Il Ridotto Mercadante non è organizzato come un arioso teatro antico con delle poltrone in platea e dei posti in alto nei palchetti. È uno spazio più piccolo in cui il pubblico si siede su delle lunghe panche distribuite come degli spalti che dall’alto si avvicinano al proscenio diventando progressivamente più bassi. All’ingresso feci la fila fra molta gente. Mi mescolai fra la folla. Mi sedetti su una panca. Altre persone proseguivano ad arrivare. Io cercavo di non stare troppo vicina ai vari spettatori. Un ragazzo dietro di me mi chiese di poter leggere il depliant plastificato che avevo fra le mani, quello che presentava l’opera della serata. Gesto normale di educazione, glielo passai. Intanto avevo un po’ di raffreddore, ma avevo dimenticato i fazzoletti a casa. “Il Coronavirus non arriverà proprio fra noi” pensavo, forse più per convincermi e rincuorarmi. Ciononostante già provavo un immotivato senso di imbarazzo nell’ammettere di avere un banale raffreddore. Non chiesi a nessuno un fazzoletto e né tirai su con il naso perché mi avrebbe fatto sentire a disagio.

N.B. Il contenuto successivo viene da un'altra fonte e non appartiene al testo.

//! Sound cues, their tone tables, and WAV synthesis for the buzzer

/// A named sound effect
#[derive(Debug, Clone, Copy, PartialEq, Eq, Hash)]
pub enum SoundCue {
    FoodEaten,
    BadFoodWarning,
    GameStart,
    GameOver,
    BadFoodEaten,
    Pause,
    PauseRelease,
    Click,
}

/// One note: a square-wave frequency held for `on_ms`, then `off_ms` of silence
#[derive(Debug, Clone, Copy, PartialEq)]
pub struct Tone {
    pub frequency_hz: f32,
    pub on_ms: u32,
    pub off_ms: u32,
}

const fn tone(frequency_hz: f32, on_ms: u32, off_ms: u32) -> Tone {
    Tone { frequency_hz, on_ms, off_ms }
}

const FOOD_EATEN: &[Tone] = &[tone(523.0, 50, 0), tone(784.0, 200, 0)];
const BAD_FOOD_WARNING: &[Tone] = &[tone(10.0, 100, 0)];
const GAME_START: &[Tone] = &[
    tone(900.0, 50, 50),
    tone(800.0, 50, 50),
    tone(700.0, 50, 50),
    tone(600.0, 50, 50),
    tone(500.0, 50, 50),
    tone(400.0, 50, 50),
    tone(300.0, 50, 50),
    tone(200.0, 50, 50),
    tone(100.0, 50, 50),
];
const GAME_OVER: &[Tone] = &[
    tone(523.0, 50, 0),
    tone(392.0, 50, 0),
    tone(330.0, 50, 0),
    tone(293.0, 50, 0),
    tone(261.6, 400, 0),
];
const BAD_FOOD_EATEN: &[Tone] = &[tone(6000.0, 400, 0)];
const PAUSE: &[Tone] = &[tone(9000.0, 10, 0)];
const PAUSE_RELEASE: &[Tone] = &[tone(10000.0, 10, 0)];
const CLICK: &[Tone] = &[tone(1000.0, 10, 0)];

impl SoundCue {
    pub const ALL: [SoundCue; 8] = [
        SoundCue::FoodEaten,
        SoundCue::BadFoodWarning,
        SoundCue::GameStart,
        SoundCue::GameOver,
        SoundCue::BadFoodEaten,
        SoundCue::Pause,
        SoundCue::PauseRelease,
        SoundCue::Click,
    ];

    pub fn tones(self) -> &'static [Tone] {
        match self {
            SoundCue::FoodEaten => FOOD_EATEN,
            SoundCue::BadFoodWarning => BAD_FOOD_WARNING,
            SoundCue::GameStart => GAME_START,
            SoundCue::GameOver => GAME_OVER,
            SoundCue::BadFoodEaten => BAD_FOOD_EATEN,
            SoundCue::Pause => PAUSE,
            SoundCue::PauseRelease => PAUSE_RELEASE,
            SoundCue::Click => CLICK,
        }
    }

    /// Total playing time of the cue in milliseconds
    pub fn duration_ms(self) -> u32 {
        self.tones().iter().map(|t| t.on_ms + t.off_ms).sum()
    }
}

/// The piezo output
pub trait Buzzer {
    fn play(&mut self, cue: SoundCue);
}

pub const SAMPLE_RATE: u32 = 44100;

/// Render a tone sequence as a PCM16 mono WAV file
pub fn encode_wav(tones: &[Tone], volume: f32) -> Vec<u8> {
    let samples_for = |ms: u32| (u64::from(ms) * u64::from(SAMPLE_RATE) / 1000) as u32;
    let num_samples: u32 = tones.iter().map(|t| samples_for(t.on_ms) + samples_for(t.off_ms)).sum();
    let mut data: Vec<u8> = Vec::with_capacity((num_samples as usize) * 2 + 44);

    let block_align: u16 = 2; // mono 16-bit
    let byte_rate: u32 = SAMPLE_RATE * block_align as u32;
    let data_size: u32 = num_samples * 2;
    let chunk_size: u32 = 36 + data_size;

    // RIFF header
    data.extend_from_slice(b"RIFF");
    data.extend_from_slice(&chunk_size.to_le_bytes());
    data.extend_from_slice(b"WAVE");
    // fmt chunk
    data.extend_from_slice(b"fmt ");
    data.extend_from_slice(&16u32.to_le_bytes()); // PCM chunk size
    data.extend_from_slice(&1u16.to_le_bytes()); // PCM format
    data.extend_from_slice(&1u16.to_le_bytes()); // channels
    data.extend_from_slice(&SAMPLE_RATE.to_le_bytes());
    data.extend_from_slice(&byte_rate.to_le_bytes());
    data.extend_from_slice(&block_align.to_le_bytes());
    data.extend_from_slice(&16u16.to_le_bytes()); // bits per sample
    // data chunk
    data.extend_from_slice(b"data");
    data.extend_from_slice(&data_size.to_le_bytes());

    // Piezo buzzers are driven with a square wave
    let amplitude = (volume.clamp(0.0, 1.0) * 0.5 * i16::MAX as f32) as i16;
    for t in tones {
        let period = SAMPLE_RATE as f32 / t.frequency_hz.max(1.0);
        for n in 0..samples_for(t.on_ms) {
            let phase = (n as f32 % period) / period;
            let sample = if phase < 0.5 { amplitude } else { -amplitude };
            data.extend_from_slice(&sample.to_le_bytes());
        }
        for _ in 0..samples_for(t.off_ms) {
            data.extend_from_slice(&0i16.to_le_bytes());
        }
    }
    data
}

Il ragazzo alle mie spalle mi restituì il depliant. Mi ringraziò, io sorrisi. Banalissimo da dire, sorrisi e il mio sorriso si vide perché non indossavamo ancora le mascherine. Lo spettacolo stava per iniziare e altro pubblico si affrettava a occupare i posti. C’era frenesia nell’aria. Le maschere in divisa, eleganti e gentilissime, a un certo punto chiesero cordialmente a noi spettatori di stringerci sulle panche. Così più persone avrebbero avuto l’opportunità di sedersi presso gli spalti bassi e assistere meglio allo spettacolo. Semplice logica. Semplice quotidianità. Eppure io mi irrigidii. Probabilmente per lo stesso motivo per cui provavo vergogna del mio raffreddore. Erano i giorni in cui già si parlava del Coronavirus in Nord Italia. Una ragazza alla mia sinistra mi chiese se potessi spostare la mia borsa sulle gambe per sedersi più vicina a me e far spazio a una sua amica. È solo un ricordo che si mescola con delle sensazioni. Tanti dettagli perché andare al teatro non significava unicamente assistere alla performance degli attori sul palco. Andare al teatro dal vivo era un’esperienza a trecentosessanta gradi che coinvolgeva una pluralità di aspetti. Era interazione. Significava sorprenderti anche a osservare le reazioni di altri spettatori a viso scoperto perché magari qualcuno era sobbalzato o aveva riso. Significava commentare la sceneggiatura o la scenografia al termine delle due ore scendendo le scale in molti. Così oggi, a distanza di un anno da quel giorno, credo che la normalità fosse quella, la spontaneità con cui senza timore un’estranea poteva chiederti: “Scusa, non è che puoi spostare la borsa? Se ci stringiamo, riesco a far sedere anche lei”.